Ressamlar olarak, biz nesnelere, bilindik nesnelere olsa bile, sanki daha önce hiç görmemişiz gibi bakarız. Her şey yenidir. Önümüzdeki nesneleri zaten bildiklerinizin onaylaması olarak değil, masum bir merakla görün.
Öznenizi etkileyici bir ışık ve gölge deseni ile kapatabilirsiniz. Loş ışık sıklıkla bir gizem havası oluşturacaktır. Güçlü döküm gölgeler biçimleri daha belirgin kılacaktır. Bir nesnenin gölgeli kısmı sıklıkla arka planın koyuluğu ile kaynaşır.
Yaratıcı insanlar olarak belki de en büyük mücadelemiz kendi kalıplarımızın dışına çıkmaktır. Bildiğimiz dünyaya saplanıp kaldıkça, yalnızca güvenli, konforlu ve bilindik eserler üretiriz.
Bize esinlendiren şey her zaman açık değildir. Bazen o tamamen yeni bir şeydir.

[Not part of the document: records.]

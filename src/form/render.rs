//! Field rendering model.
//!
//! `render_field` turns a field instance into a `FieldView`, a plain
//! description of what to draw. The kind-specific body comes from one
//! function, `field_body`, which never looks at the render mode; the mode only
//! decides the surrounding chrome and whether native inputs are interactive.
//! The terminal widgets in `ui::render::field` draw a `FieldView` the same way
//! for the design canvas and the preview.

use super::document::{FieldId, FieldInstance};
use super::schema::{ColumnKind, FieldConfig, FieldKind};
use super::subtable::{RowId, SubTableRows};

/// Message shown by a sub-table without rows.
pub const EMPTY_ROWS_MESSAGE: &str = "暂无明细，请添加";

#[derive(Debug, Clone, Copy, PartialEq, Eq)]
pub enum RenderMode {
    Design,
    Fill,
}

/// Per-instance inputs to rendering that are not part of the field itself.
///
#[derive(Debug, Clone, Copy, Default)]
pub struct RenderContext<'a> {
    pub selected: bool,
    pub rows: Option<&'a SubTableRows>,
}

/// Editing affordances drawn around a field on the design canvas.
///
#[derive(Debug, Clone, PartialEq, Eq)]
pub struct DesignChrome {
    pub selected: bool,
    pub delete_affordance: bool,
    pub drag_handle: bool,
    pub kind_badge: &'static str,
}

#[derive(Debug, Clone, Copy, PartialEq, Eq)]
pub enum ChoiceStyle {
    Radio,
    Checkbox,
}

/// Add-row control of a sub-table.
///
#[derive(Debug, Clone, PartialEq, Eq)]
pub struct AddRowControl {
    pub label: String,
    pub enabled: bool,
}

#[derive(Debug, Clone, PartialEq, Eq)]
pub struct ColumnHeader {
    pub label: String,
    pub kind: ColumnKind,
}

/// Rendered sub-table: header, rows and live row controls.
///
#[derive(Debug, Clone, PartialEq, Eq)]
pub struct SubTableView {
    pub columns: Vec<ColumnHeader>,
    pub rows: Vec<RowId>,
    pub empty_message: Option<&'static str>,
    pub add_control: AddRowControl,
    pub max_rows: u32,
}

/// Kind-specific body of a rendered field.
///
#[derive(Debug, Clone, PartialEq, Eq)]
pub enum FieldBody {
    Text {
        placeholder: String,
        max_length: u32,
    },
    TextArea {
        placeholder: String,
        rows: u16,
        max_length: u32,
    },
    Number {
        placeholder: String,
        unit: Option<String>,
    },
    Money {
        placeholder: String,
        currency: String,
        thousands: bool,
    },
    Choice {
        style: ChoiceStyle,
        options: Vec<String>,
    },
    Dropdown {
        placeholder: String,
        options: Vec<String>,
    },
    Date {
        placeholder: String,
        hint: &'static str,
    },
    Upload {
        placeholder: String,
        accepted: Vec<&'static str>,
        max_size_mb: u32,
        max_count: u32,
    },
    Signature {
        prompt: &'static str,
    },
    SubTable(SubTableView),
}

/// Everything needed to draw one field.
///
#[derive(Debug, Clone, PartialEq, Eq)]
pub struct FieldView {
    pub id: FieldId,
    pub kind: FieldKind,
    pub label: String,
    pub required: bool,
    pub description: Option<String>,
    pub body: FieldBody,
    pub chrome: Option<DesignChrome>,
    pub inputs_enabled: bool,
}

impl FieldView {
    /// Whether the sub-table row controls accept input. They stay live in
    /// both modes.
    ///
    pub fn row_controls_live(&self) -> bool {
        matches!(self.body, FieldBody::SubTable(_))
    }
}

/// Render a field for the given mode.
///
pub fn render_field(instance: &FieldInstance, mode: RenderMode, ctx: RenderContext<'_>) -> FieldView {
    let chrome = match mode {
        RenderMode::Design => Some(DesignChrome {
            selected: ctx.selected,
            delete_affordance: ctx.selected,
            drag_handle: true,
            kind_badge: instance.kind().display_name(),
        }),
        RenderMode::Fill => None,
    };
    FieldView {
        id: instance.id.clone(),
        kind: instance.kind(),
        label: instance.label.clone(),
        required: instance.config.required(),
        description: instance.config.common().description.clone(),
        body: field_body(&instance.config, ctx.rows),
        chrome,
        inputs_enabled: mode == RenderMode::Fill,
    }
}

/// Build the kind-specific body. Shared by every render mode.
///
pub fn field_body(config: &FieldConfig, rows: Option<&SubTableRows>) -> FieldBody {
    let placeholder = config.placeholder().unwrap_or_default().to_string();
    match config {
        FieldConfig::Text(c) => FieldBody::Text {
            placeholder,
            max_length: c.effective_max_length(),
        },
        FieldConfig::MultilineText(c) => FieldBody::TextArea {
            placeholder,
            rows: c.rows,
            max_length: c.effective_max_length(),
        },
        FieldConfig::Number(c) => FieldBody::Number {
            placeholder,
            unit: Some(c.unit.clone()).filter(|u| !u.is_empty()),
        },
        FieldConfig::Money(c) => FieldBody::Money {
            placeholder,
            currency: c.currency.clone(),
            thousands: c.show_thousands,
        },
        FieldConfig::SingleChoice(c) => FieldBody::Choice {
            style: ChoiceStyle::Radio,
            options: c.options.clone(),
        },
        FieldConfig::MultiChoice(c) => FieldBody::Choice {
            style: ChoiceStyle::Checkbox,
            options: c.options.clone(),
        },
        FieldConfig::Dropdown(c) => FieldBody::Dropdown {
            placeholder,
            options: c.options.clone(),
        },
        FieldConfig::Date(c) => FieldBody::Date {
            placeholder,
            hint: c.format.hint(),
        },
        FieldConfig::FileUpload(c) => FieldBody::Upload {
            placeholder,
            accepted: c.file_types.iter().map(|t| t.label()).collect(),
            max_size_mb: c.max_size_mb,
            max_count: c.max_count,
        },
        FieldConfig::Signature(_) => FieldBody::Signature {
            prompt: "点击此处签名",
        },
        FieldConfig::SubTable(c) => {
            let default_rows = SubTableRows::new();
            let rows = rows.unwrap_or(&default_rows);
            let max_rows = c.effective_max_rows();
            let enabled = rows.can_add(max_rows);
            let label = if enabled {
                "+ 添加一条记录".to_string()
            } else {
                format!("+ 添加一条记录 (上限{}条)", max_rows)
            };
            FieldBody::SubTable(SubTableView {
                columns: c
                    .columns
                    .iter()
                    .map(|col| ColumnHeader {
                        label: col.label.clone(),
                        kind: col.kind,
                    })
                    .collect(),
                rows: rows.rows().to_vec(),
                empty_message: if rows.is_empty() {
                    Some(EMPTY_ROWS_MESSAGE)
                } else {
                    None
                },
                add_control: AddRowControl { label, enabled },
                max_rows,
            })
        }
    }
}

#[cfg(test)]
mod tests {
    use super::*;
    use crate::form::designer::DesignerMode;
    use crate::form::document::{FormDocument, InsertSource};
    use crate::form::patch::FieldPatch;

    fn document_with_every_kind() -> FormDocument {
        let mut document = FormDocument::empty(DesignerMode::Form);
        for kind in FieldKind::ALL {
            document.insert_field(InsertSource::Kind(kind), 1).unwrap();
        }
        document
    }

    #[test]
    fn test_design_and_fill_share_body() {
        let document = document_with_every_kind();
        let rows = SubTableRows::new();
        for field in document.fields() {
            let ctx = RenderContext {
                selected: true,
                rows: Some(&rows),
            };
            let design = render_field(field, RenderMode::Design, ctx);
            let fill = render_field(field, RenderMode::Fill, ctx);
            assert_eq!(design.body, fill.body, "body mismatch for {}", field.kind());
            assert_eq!(design.label, fill.label);
            assert_eq!(design.required, fill.required);
        }
    }

    #[test]
    fn test_mode_controls_chrome_and_inputs() {
        let document = document_with_every_kind();
        let field = &document.fields()[0];
        let design = render_field(field, RenderMode::Design, RenderContext::default());
        assert!(!design.inputs_enabled);
        let chrome = design.chrome.unwrap();
        assert!(chrome.drag_handle);
        assert!(!chrome.delete_affordance);

        let fill = render_field(field, RenderMode::Fill, RenderContext::default());
        assert!(fill.inputs_enabled);
        assert!(fill.chrome.is_none());
    }

    #[test]
    fn test_sub_table_controls_live_in_design_mode() {
        let document = document_with_every_kind();
        let table = document
            .fields()
            .iter()
            .find(|f| f.kind() == FieldKind::SubTable)
            .unwrap();
        let view = render_field(table, RenderMode::Design, RenderContext::default());
        assert!(view.row_controls_live());
        match view.body {
            FieldBody::SubTable(sub) => {
                assert!(sub.add_control.enabled);
                assert_eq!(sub.rows.len(), 1);
                assert_eq!(sub.columns.len(), 2);
            }
            other => panic!("unexpected body {:?}", other),
        }
    }

    #[test]
    fn test_sub_table_limit_disables_add_control() {
        let mut document = FormDocument::empty(DesignerMode::Form);
        let ids = document
            .insert_field(InsertSource::Kind(FieldKind::SubTable), 1)
            .unwrap();
        document
            .update_field_config(&ids[0], FieldPatch::SetMaxRows(3))
            .unwrap();
        let field = document.field(&ids[0]).unwrap();

        let mut rows = SubTableRows::new();
        rows.add_row(3);
        rows.add_row(3);
        let view = render_field(
            field,
            RenderMode::Fill,
            RenderContext {
                selected: false,
                rows: Some(&rows),
            },
        );
        match view.body {
            FieldBody::SubTable(sub) => {
                assert!(!sub.add_control.enabled);
                assert!(sub.add_control.label.contains("(上限3条)"));
            }
            other => panic!("unexpected body {:?}", other),
        }
    }

    #[test]
    fn test_empty_sub_table_shows_message() {
        let config = FieldKind::SubTable.default_config();
        let rows = SubTableRows::empty();
        match field_body(&config, Some(&rows)) {
            FieldBody::SubTable(sub) => {
                assert!(sub.rows.is_empty());
                assert_eq!(sub.empty_message, Some(EMPTY_ROWS_MESSAGE));
            }
            other => panic!("unexpected body {:?}", other),
        }
    }

    #[test]
    fn test_body_reflects_config_edits() {
        let mut document = FormDocument::empty(DesignerMode::Form);
        let ids = document
            .insert_field(InsertSource::Kind(FieldKind::Number), 1)
            .unwrap();
        document
            .update_field_config(&ids[0], FieldPatch::SetUnit("元".to_string()))
            .unwrap();
        let field = document.field(&ids[0]).unwrap();
        assert_eq!(
            field_body(&field.config, None),
            FieldBody::Number {
                placeholder: "0".to_string(),
                unit: Some("元".to_string()),
            }
        );
    }
}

Bazen yıllardır arka planda duran bir şey sanki ilk kez görüyormuşuz gibi, bizim için birdenbire görünür olur.
Er ya da geç -eğer bunu henüz yapmadıysanız -tek bir tema üzerinde bir dizi çizim yapmanın büyük değerini keşfedeceksiniz. Sanatsal vizyonunuzu derinleştirmenin benim bildiğim en iyi yolu budur. Bu sizi çizim becerileri ve teknikleri hakkında kendi bilincinizin ötesine taşıyacaktır. Bunu çizdiğiniz şeyin ötesine geçmek ve çizim fikrinize taşımak olarak düşünün. Sanatın yaşadığı yer burasıdır.

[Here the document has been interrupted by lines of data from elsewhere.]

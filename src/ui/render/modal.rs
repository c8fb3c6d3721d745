use super::{centered_rect, Frame};
use crate::state::State;
use crate::ui::widgets::styling;
use ratatui::{
    layout::{Alignment, Rect},
    style::Modifier,
    text::{Line, Span},
    widgets::{Block, Borders, Clear, Paragraph, Wrap},
};

/// Render the pending confirmation or text input over everything else.
///
pub fn modal(frame: &mut Frame, size: Rect, state: &State) {
    if state.confirmation().is_some() {
        confirmation(frame, size, state);
    } else if state.text_input().is_some() {
        text_input(frame, size, state);
    }
}

fn confirmation(frame: &mut Frame, size: Rect, state: &State) {
    let theme = state.get_theme();
    let confirmation = match state.confirmation() {
        Some(confirmation) => confirmation,
        None => return,
    };
    let area = centered_rect(50, 25, size);
    let block = Block::default()
        .borders(Borders::ALL)
        .border_style(styling::error_text_style(theme))
        .title(Span::styled(confirmation.title(), styling::active_block_title_style()));
    let lines = vec![
        Line::default(),
        Line::from(Span::styled(
            confirmation.message(),
            styling::normal_text_style(theme).add_modifier(Modifier::BOLD),
        )),
        Line::default(),
        Line::from(Span::styled("Enter: confirm  Esc: cancel", styling::muted_text_style(theme))),
    ];
    let paragraph = Paragraph::new(lines)
        .alignment(Alignment::Center)
        .wrap(Wrap { trim: true })
        .block(block);
    frame.render_widget(Clear, area);
    frame.render_widget(paragraph, area);
}

fn text_input(frame: &mut Frame, size: Rect, state: &State) {
    let theme = state.get_theme();
    let input = match state.text_input() {
        Some(input) => input,
        None => return,
    };
    let area = centered_rect(60, 20, size);
    let block = Block::default()
        .borders(Borders::ALL)
        .border_style(styling::active_block_border_style(theme))
        .title(Span::styled(input.title.clone(), styling::active_block_title_style()));

    let text = input.text();
    let cursor = input.cursor();
    let before: String = text.chars().take(cursor).collect();
    let at: String = text.chars().skip(cursor).take(1).collect();
    let after: String = text.chars().skip(cursor + 1).collect();
    let cursor_style = styling::active_list_item_style(theme).add_modifier(Modifier::REVERSED);
    let lines = vec![
        Line::default(),
        Line::from(vec![
            Span::styled(before, styling::normal_text_style(theme)),
            Span::styled(if at.is_empty() { " ".to_string() } else { at }, cursor_style),
            Span::styled(after, styling::normal_text_style(theme)),
        ]),
        Line::default(),
        Line::from(Span::styled("Enter: apply  Esc: cancel", styling::muted_text_style(theme))),
    ];
    frame.render_widget(Clear, area);
    frame.render_widget(Paragraph::new(lines).block(block), area);
}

Ölümün ne olduğunu, birini kaybetmenin ne olduğunu düşündüm. Keskin bir acı zamanla azalıyordu fakat hiçbir zaman tam olarak iyileşmiyordu. Bir yara izi hep kalıyordu.
“el, at veya ağaç çizebilir misin?”türünden sorularla karşılaşmış olabilirsiniz. bu türden sorulara vereceğimiz cevap biz “bir şeyleri” çizmeyiz, biz sadece çizgiler çizeriz olmalıdır.